We will match the gelcoat to a sanded and polished portion of the original, not the overall faded color.
4) Mix and spray the color matched top coat. If gelcoat is the intended top coat, specialty additives will allow a full surface cure, reduce orange-peel and improve sanding.
5) Sand and compound the repaired area to the desired finish.
The last step of a professional cosmetic repair is polishing to a high gloss.
COMPOSITE STRUCTURAL REPAIR
1) We inspect the damage, identify the materials involved, and determine what parts should be replaced or repaired.
2) Remove the damaged material and prepare the area for bonding. Try to identify the sequence and the orientation of the material as it is removed layer by layer.
Sometimes it is difficult to realign the pieces with each other because the frayed fibers tend to “hang up” on one another. Cutting the layers relieve the stress on solid laminates, which often return to their original shape with little force. Cored parts tend to pancake and mushroom, further complicating realignment.

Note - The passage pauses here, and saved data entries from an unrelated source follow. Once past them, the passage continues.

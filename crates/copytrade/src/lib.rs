//! # `daicho-copytrade` - 跟单建仓与持仓结算
//!
//! 两个调度驱动的服务：
//! - `CopyTradeAllocator`：把父仓按成员资金权重复制为子仓（PAM 配分）
//! - `PositionSettlement`：按点差修正后的结算价平仓并为子仓入账盈亏
//!
//! 行情失败永远发生在任何写入之前；落库的原子性由 `TradeStore` 承担。

pub mod allocator;
pub mod settlement;
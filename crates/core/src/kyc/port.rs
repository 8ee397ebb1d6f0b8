use crate::common::UserId;
use async_trait::async_trait;
use thiserror::Error;

/// KYC 完成等级：只有该等级的用户允许发起出金。
pub const KYC_LEVEL_CLEARED: u8 = 5;
/// 出金被取消后强制回落的等级：要求补充验证后才能再次出金。
pub const KYC_LEVEL_REVERIFY: u8 = 4;

/// # Summary
/// KYC 门卫错误枚举。
#[derive(Error, Debug)]
pub enum KycError {
    #[error("Storage error: {0}")]
    Storage(String),
}

/// # Summary
/// KYC 门卫端口。本引擎只读写验证等级：
/// 出金申请前读取（必须等于 5），出金取消时强制写为 4。
/// 证件上传与人工审核流程在外部系统完成，不属于本引擎。
#[async_trait]
pub trait KycGate: Send + Sync {
    /// 用户当前验证等级（0..=5，从未提交过则为 0）。
    async fn status(&self, user_id: UserId) -> Result<u8, KycError>;

    /// 强制写入验证等级。
    async fn set_status(&self, user_id: UserId, status: u8) -> Result<(), KycError>;
}
use chrono::{DateTime, Utc};
use std::sync::RwLock;

/// # Summary
/// 时间供给器接口，用于劫持和隔离物理系统时钟。
/// 开仓/平仓时间戳与出入金流水时间必须通过此接口获取，
/// 以便测试中将"父仓与子仓同一时刻建仓"这类断言做成确定性的。
pub trait TimeProvider: Send + Sync {
    /// 获取当前挂载的时间
    fn now(&self) -> DateTime<Utc>;
}

/// # Summary
/// 针对生产运行的真实时钟，直接返回操作系统当前时间。
pub struct RealTimeProvider;

impl TimeProvider for RealTimeProvider {
    fn now(&self) -> DateTime<Utc> {
        Utc::now()
    }
}

/// # Summary
/// 测试专用虚拟时钟，允许用例主动拨快或回退时间。
///
/// # Invariants
/// - 并发安全：内部利用 `RwLock` 提供给多线程安全修改和读取时间的权限。
pub struct FakeClockProvider {
    current_time: RwLock<DateTime<Utc>>,
}

impl FakeClockProvider {
    /// 使用指定的初始时间创建虚拟时钟
    pub fn new(initial_time: DateTime<Utc>) -> Self {
        Self {
            current_time: RwLock::new(initial_time),
        }
    }

    /// 强制修改时钟的当前时间
    pub fn set_time(&self, new_time: DateTime<Utc>) {
        if let Ok(mut time) = self.current_time.write() {
            *time = new_time;
        }
    }
}

impl TimeProvider for FakeClockProvider {
    fn now(&self) -> DateTime<Utc> {
        self.current_time
            .read()
            .map(|t| *t)
            .unwrap_or_else(|poisoned| *poisoned.into_inner())
    }
}
use async_trait::async_trait;
use daicho_core::config::FeedConfig;
use daicho_core::price::port::{PriceError, PriceSource};
use daicho_core::trade::entity::Side;
use reqwest::Client;
use rust_decimal::Decimal;
use serde::Deserialize;
use std::collections::HashMap;
use std::str::FromStr;
use std::time::Duration;
use tracing::debug;

/// Binance 对"无效标的"返回的业务错误码。
const BINANCE_INVALID_SYMBOL: i64 = -1121;

/// # Summary
/// Binance 现货行情提供者实现。
///
/// # Invariants
/// - 使用 `reqwest` 异步客户端通讯，请求超时由配置给定（有界）。
/// - 结算点差表只在构造时读入；未配置点差的标的按零点差结算。
#[derive(Clone)]
pub struct BinanceFeed {
    client: Client,
    base_url: String,
    spreads: HashMap<String, Decimal>,
}

impl BinanceFeed {
    /// # Logic
    /// 1. 配置请求超时（行情失败必须在有界时间内浮出，供上层中止事务）。
    /// 2. 记录 base_url 与每标的结算点差。
    pub fn new(config: &FeedConfig) -> Result<Self, PriceError> {
        let client = Client::builder()
            .timeout(Duration::from_secs(config.timeout_secs))
            .build()
            .map_err(|e| PriceError::Unreachable(format!("failed to build HTTP client: {}", e)))?;

        Ok(Self {
            client,
            base_url: config.base_url.trim_end_matches('/').to_string(),
            spreads: config.spreads.clone(),
        })
    }

    /// 结算价修正：BUY 平仓按 Ask（+点差），SELL 平仓按 Bid（-点差）。
    fn adjust(&self, symbol: &str, side: Side, market: Decimal) -> Decimal {
        let spread = self.spreads.get(symbol).copied().unwrap_or(Decimal::ZERO);
        match side {
            Side::Buy => market + spread,
            Side::Sell => market - spread,
        }
    }
}

/// Binance `/api/v3/ticker/price` 响应体。
#[derive(Deserialize, Debug)]
struct TickerResponse {
    #[allow(dead_code)]
    symbol: String,
    price: String,
}

/// Binance 业务错误响应体。
#[derive(Deserialize, Debug)]
struct ApiError {
    code: i64,
    msg: String,
}

/// 非 2xx 响应的归类："无效标的"必须与瞬时故障可区分。
fn classify_api_error(symbol: &str, status: u16, body: &str) -> PriceError {
    if let Ok(api) = serde_json::from_str::<ApiError>(body) {
        if api.code == BINANCE_INVALID_SYMBOL {
            return PriceError::UnknownSymbol(symbol.to_string());
        }
        return PriceError::Malformed(format!("Binance error {}: {}", api.code, api.msg));
    }
    PriceError::Malformed(format!("HTTP {}: {}", status, body))
}

fn parse_price(raw: &str) -> Result<Decimal, PriceError> {
    Decimal::from_str(raw).map_err(|e| PriceError::Malformed(format!("bad price '{}': {}", raw, e)))
}

#[async_trait]
impl PriceSource for BinanceFeed {
    /// # Logic
    /// 1. GET `/api/v3/ticker/price?symbol=...`，有界超时。
    /// 2. 网络/超时错误 → `Unreachable`（可重试）。
    /// 3. 非 2xx → 按响应体归类（`UnknownSymbol` 或 `Malformed`）。
    /// 4. 正文价格以十进制精确解析。
    async fn price(&self, symbol: &str) -> Result<Decimal, PriceError> {
        let url = format!("{}/api/v3/ticker/price", self.base_url);
        let response = self
            .client
            .get(&url)
            .query(&[("symbol", symbol)])
            .send()
            .await
            .map_err(|e| {
                if e.is_timeout() {
                    PriceError::Unreachable(format!("timeout fetching {}", symbol))
                } else {
                    PriceError::Unreachable(e.to_string())
                }
            })?;

        let status = response.status();
        if !status.is_success() {
            let body = response.text().await.unwrap_or_default();
            return Err(classify_api_error(symbol, status.as_u16(), &body));
        }

        let ticker: TickerResponse = response
            .json()
            .await
            .map_err(|e| PriceError::Malformed(e.to_string()))?;
        let price = parse_price(&ticker.price)?;

        debug!(symbol, %price, "Fetched market price");
        Ok(price)
    }

    async fn settlement_price(&self, symbol: &str, side: Side) -> Result<Decimal, PriceError> {
        let market = self.price(symbol).await?;
        Ok(self.adjust(symbol, side, market))
    }
}
use thiserror::Error;

/// # Summary
/// 通知链路错误枚举。投递失败只影响 outbox 的重试计数，
/// 永远不会传播回资金事务。
#[derive(Error, Debug)]
pub enum NotifyError {
    /// 网络连接或传输错误
    #[error("Network error: {0}")]
    Network(String),

    /// 配置错误 (如缺少 Token)
    #[error("Configuration error: {0}")]
    Config(String),

    /// 推送平台返回的错误 (如 Telegram API Error)
    #[error("Platform error: {0}")]
    Platform(String),

    /// outbox 存储读写失败
    #[error("Outbox storage error: {0}")]
    Outbox(String),
}
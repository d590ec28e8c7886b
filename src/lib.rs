//! voxscript - sparse voxel volumes with a Lua scripting bridge

pub mod core;
pub mod math;
pub mod voxel;
pub mod scripting;
pub mod editor;
//! Voxel data structures: colors, sparse volumes, selection boxes, layers and images

pub mod color;
pub mod tile;
pub mod volume;
pub mod selection;
pub mod layer;
pub mod image;

pub use color::Color;
pub use tile::{TileCoord, TILE_SIZE};
pub use volume::Volume;
pub use selection::SelectionBox;
pub use layer::{Layer, LayerId, LayerCompositor};
pub use image::Image;
//! Mathematical utilities and data structures

pub mod aabb;

pub use aabb::IAabb;
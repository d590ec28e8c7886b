//! `Volume` userdata exposed to scripts.

use std::rc::Rc;

use mlua::{Function, MetaMethod, MultiValue, UserData, UserDataMethods, Value};

use super::handles::{BridgeStats, LayerRef, VolumeHandle};
use super::marshal::{color_table, coord_table, unknown_member, unpack_args, ColorArg, CoordArg};
use crate::voxel::Volume;

/// Script-side volume object.
///
/// Dropping the userdata (Lua `__gc`) releases owned and merged volumes;
/// borrowed handles leave the layer untouched.
pub struct ScriptVolume {
    handle: VolumeHandle,
    stats: Rc<BridgeStats>,
}

impl ScriptVolume {
    fn new(handle: VolumeHandle, stats: &Rc<BridgeStats>) -> Self {
        stats.on_created(handle.is_owned());
        Self {
            handle,
            stats: Rc::clone(stats),
        }
    }

    /// New volume owned by the script
    pub fn owned(volume: Volume, stats: &Rc<BridgeStats>) -> Self {
        Self::new(VolumeHandle::Owned(volume.into()), stats)
    }

    /// Read-only merged view
    pub fn merged(volume: Rc<Volume>, stats: &Rc<BridgeStats>) -> Self {
        Self::new(VolumeHandle::Merged(volume), stats)
    }

    /// View of a layer volume owned by the host image
    pub fn borrowed(layer: LayerRef, stats: &Rc<BridgeStats>) -> Self {
        Self::new(VolumeHandle::Borrowed(layer), stats)
    }

    pub fn handle(&self) -> &VolumeHandle {
        &self.handle
    }
}

impl Drop for ScriptVolume {
    fn drop(&mut self) {
        self.stats.on_finalized(self.handle.is_owned());
    }
}

impl UserData for ScriptVolume {
    fn add_methods<M: UserDataMethods<Self>>(methods: &mut M) {
        methods.add_method("get", |lua, this, args: MultiValue| {
            let CoordArg(pos) = unpack_args(lua, "Volume.get", 1, args)?;
            let color = this.handle.read(|v| v.get(pos))?;
            color_table(lua, color)
        });

        methods.add_method("setAt", |lua, this, args: MultiValue| {
            let (CoordArg(pos), ColorArg(color)) = unpack_args(lua, "Volume.setAt", 2, args)?;
            this.handle.write(|v| v.set_at(pos, color))?;
            Ok(())
        });

        // The visitor sees a snapshot taken before the first call, so it may
        // freely write to this volume (or any other) while iterating.
        methods.add_method("iter", |lua, this, args: MultiValue| {
            let visitor: Function = unpack_args(lua, "Volume.iter", 1, args)?;
            let snapshot = this.handle.snapshot()?;
            for (pos, color) in snapshot.iter() {
                visitor.call::<()>((coord_table(lua, pos)?, color_table(lua, color)?))?;
            }
            Ok(())
        });

        methods.add_method("copy", |lua, this, args: MultiValue| {
            unpack_args::<()>(lua, "Volume.copy", 0, args)?;
            let snapshot = this.handle.snapshot()?;
            Ok(ScriptVolume::owned(snapshot, &this.stats))
        });

        methods.add_method("clear", |lua, this, args: MultiValue| {
            unpack_args::<()>(lua, "Volume.clear", 0, args)?;
            this.handle.write(Volume::clear)?;
            Ok(())
        });

        methods.add_method("isEmpty", |lua, this, args: MultiValue| {
            unpack_args::<()>(lua, "Volume.isEmpty", 0, args)?;
            Ok(this.handle.read(Volume::is_empty)?)
        });

        methods.add_method("count", |lua, this, args: MultiValue| {
            unpack_args::<()>(lua, "Volume.count", 0, args)?;
            Ok(this.handle.read(Volume::len)?)
        });

        // nil for an empty volume, otherwise {min = ..., max = ...}, both inclusive.
        methods.add_method("bbox", |lua, this, args: MultiValue| {
            unpack_args::<()>(lua, "Volume.bbox", 0, args)?;
            let Some((min, max)) = this.handle.read(Volume::bbox)? else {
                return Ok(Value::Nil);
            };
            let table = lua.create_table()?;
            table.raw_set("min", coord_table(lua, min)?)?;
            table.raw_set("max", coord_table(lua, max)?)?;
            Ok(Value::Table(table))
        });

        methods.add_meta_method(MetaMethod::Index, |_, _this, key: String| {
            Err::<Value, _>(unknown_member("Volume", &key))
        });

        methods.add_meta_method(MetaMethod::ToString, |_, this, ()| {
            let kind = match this.handle {
                VolumeHandle::Owned(_) => "owned",
                VolumeHandle::Merged(_) => "merged",
                VolumeHandle::Borrowed(_) => "layer",
            };
            Ok(format!("Volume({kind})"))
        });
    }
}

3) Laminate the repair patch. Begin this procedure by precutting the core replacement and the reinforcement plies that will fill the repair taper.
Mix the appropriate resin or adhesive system for the repair patch. Pre-weight and mix only the same weight of resin. This will keep the resin content within a reasonable 50:50 ratio.
Pre-wet the entire bonding area with resin, then begin saturating each ply of reinforcement before it is placed into the next step.
4) Inspect the repair before putting the part back into service. Use the coin tap method to inspect the cured repair. The entire structure should resonate the same solid sound. Non-destructive load testing can also be used in sensitive structural bonds.